Além de Paiva Couceiro, outros nomes ligados ao Integralismo Lusitano desempenharam papéis importantes, como António Sardinha e Hipólito Raposo, que forneceram o enquadramento ideológico e estratégico ao movimento.
Do lado republicano, destacaram-se o presidente João do Canto e Castro e o primeiro-ministro José Relvas, que lideraram a resposta política e militar à insurreição. Militares como o capitão Sarmento Pimentel e o coronel Teófilo Duarte foram cruciais na derrota dos monárquicos.

Os principais acontecimentos
A insurreição teve início na madrugada de 19 de janeiro de 1919, quando as forças monárquicas ocuparam o Porto. A bandeira azul e branca foi hasteada na Câmara Municipal e proclamada a restauração da monarquia.
A notícia rapidamente se espalhou, gerando adesões em algumas localidades do Norte, como Braga e Viana do Castelo. Contudo, no restante território nacional, as tentativas de sublevação foram rapidamente reprimidas pelas forças republicanas.
Em Lisboa, o movimento monárquico enfrentou forte resistência. Um dos episódios mais violentos ocorreu em Monsanto, onde monárquicos se entrincheiraram durante dias até serem derrotados.
Internacionalmente, a Monarquia do Norte tentou obter apoio diplomático, mas países como Inglaterra e Espanha recusaram intervir, considerando a questão um assunto interno.
A resistência monárquica no Porto terminou a 13 de fevereiro de 1919, quando as tropas republicanas entraram na cidade sem grande oposição, após negociações com Paiva Couceiro.
As consequências da Monarquia do Norte
O fracasso da Monarquia do Norte, segundo a VortexMag, marcou o fim das tentativas de restauração monárquica pela via militar. A derrota enfraqueceu o movimento monárquico, que perdeu relevância política e se transformou num movimento cultural e simbólico.

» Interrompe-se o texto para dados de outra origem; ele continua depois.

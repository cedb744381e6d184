//! Application Services
//!
//! - `FrameSink`: Single-slot cache exposing the latest frame and status

mod frame_sink;

pub use frame_sink::FrameSink;
//! Client Configuration Settings
//!
//! Configuration for the viewport client, loaded from environment variables.

use std::time::Duration;

use crate::infrastructure::viewport::reconnect::DEFAULT_RECONNECT_DELAY;

/// Endpoint of the rendering process in a local deployment.
pub const DEFAULT_VIEWPORT_URL: &str = "ws://127.0.0.1:7777/ws";

/// Default limit on how long a connection attempt may stay in `Connecting`.
pub const DEFAULT_CONNECT_TIMEOUT: Duration = Duration::from_secs(10);

/// Complete client configuration.
#[derive(Debug, Clone, PartialEq, Eq)]
pub struct ClientConfig {
    /// WebSocket endpoint of the rendering process.
    pub url: String,
    /// Delay before each reconnection attempt.
    pub reconnect_delay: Duration,
    /// Connect timeout (`None` = wait for the transport indefinitely).
    pub connect_timeout: Option<Duration>,
    /// Prometheus metrics port for the probe binary (0 = disabled).
    pub metrics_port: u16,
}

impl Default for ClientConfig {
    fn default() -> Self {
        Self {
            url: DEFAULT_VIEWPORT_URL.to_string(),
            reconnect_delay: DEFAULT_RECONNECT_DELAY,
            connect_timeout: Some(DEFAULT_CONNECT_TIMEOUT),
            metrics_port: 0,
        }
    }
}

impl ClientConfig {
    /// Default configuration pointed at another endpoint.
    #[must_use]
    pub fn with_url(url: impl Into<String>) -> Self {
        Self {
            url: url.into(),
            ..Self::default()
        }
    }

    /// Create configuration from environment variables.
    ///
    /// # Errors
    ///
    /// Returns an error if `VIEWPORT_WS_URL` is set to an empty or
    /// non-WebSocket URL.
    pub fn from_env() -> Result<Self, ConfigError> {
        Self::from_lookup(|key| std::env::var(key).ok())
    }

    /// Create configuration from an arbitrary variable lookup.
    ///
    /// # Errors
    ///
    /// Returns an error if the URL is empty or not a WebSocket URL.
    pub fn from_lookup<F>(lookup: F) -> Result<Self, ConfigError>
    where
        F: Fn(&str) -> Option<String>,
    {
        let defaults = Self::default();

        let url = match lookup("VIEWPORT_WS_URL") {
            Some(url) if url.trim().is_empty() => {
                return Err(ConfigError::EmptyValue("VIEWPORT_WS_URL".to_string()));
            }
            Some(url) => url.trim().to_string(),
            None => defaults.url,
        };

        let reconnect_delay = parse_duration_millis(
            &lookup,
            "VIEWPORT_RECONNECT_DELAY_MS",
            defaults.reconnect_delay,
        );

        // 0 disables the timeout
        let connect_timeout = parse_duration_millis(
            &lookup,
            "VIEWPORT_CONNECT_TIMEOUT_MS",
            DEFAULT_CONNECT_TIMEOUT,
        );
        let connect_timeout = (!connect_timeout.is_zero()).then_some(connect_timeout);

        let metrics_port = parse_u16(&lookup, "VIEWPORT_METRICS_PORT", defaults.metrics_port);

        let config = Self {
            url,
            reconnect_delay,
            connect_timeout,
            metrics_port,
        };
        config.validate()?;
        Ok(config)
    }

    /// Check that the endpoint is a WebSocket URL.
    ///
    /// # Errors
    ///
    /// Returns [`ConfigError::InvalidUrl`] for any scheme other than `ws`
    /// or `wss`.
    pub fn validate(&self) -> Result<(), ConfigError> {
        let lower = self.url.to_ascii_lowercase();
        if lower.starts_with("ws://") || lower.starts_with("wss://") {
            Ok(())
        } else {
            Err(ConfigError::InvalidUrl(self.url.clone()))
        }
    }
}

/// Configuration error.
#[derive(Debug, thiserror::Error)]
pub enum ConfigError {
    /// Environment variable has empty value.
    #[error("environment variable {0} cannot be empty")]
    EmptyValue(String),
    /// Endpoint is not a WebSocket URL.
    #[error("viewport endpoint must be a ws:// or wss:// URL, got {0}")]
    InvalidUrl(String),
}

fn parse_u16<F: Fn(&str) -> Option<String>>(lookup: &F, key: &str, default: u16) -> u16 {
    lookup(key)
        .and_then(|v| v.trim().parse().ok())
        .unwrap_or(default)
}

fn parse_duration_millis<F: Fn(&str) -> Option<String>>(
    lookup: &F,
    key: &str,
    default: Duration,
) -> Duration {
    lookup(key)
        .and_then(|v| v.trim().parse::<u64>().ok())
        .map_or(default, Duration::from_millis)
}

Por outro lado, a insurreição teve consequências positivas para a República. A união dos partidos republicanos em defesa do regime permitiu maior estabilidade política e culminou na promulgação de uma nova Constituição em 1919, que restaurou o modelo parlamentar.
A Monarquia do Norte, apesar de breve, revelou a fragilidade da jovem República e as profundas divisões sociais da época. Hoje, permanece como um episódio fascinante e, muitas vezes, esquecido da história de Portugal.
Este período continua a suscitar debates e reflexões, sendo um exemplo de como os conflitos ideológicos podem moldar o rumo de uma nação. Afinal, os ecos da Monarquia do Norte ainda ressoam, lembrando-nos das complexidades do nosso passado.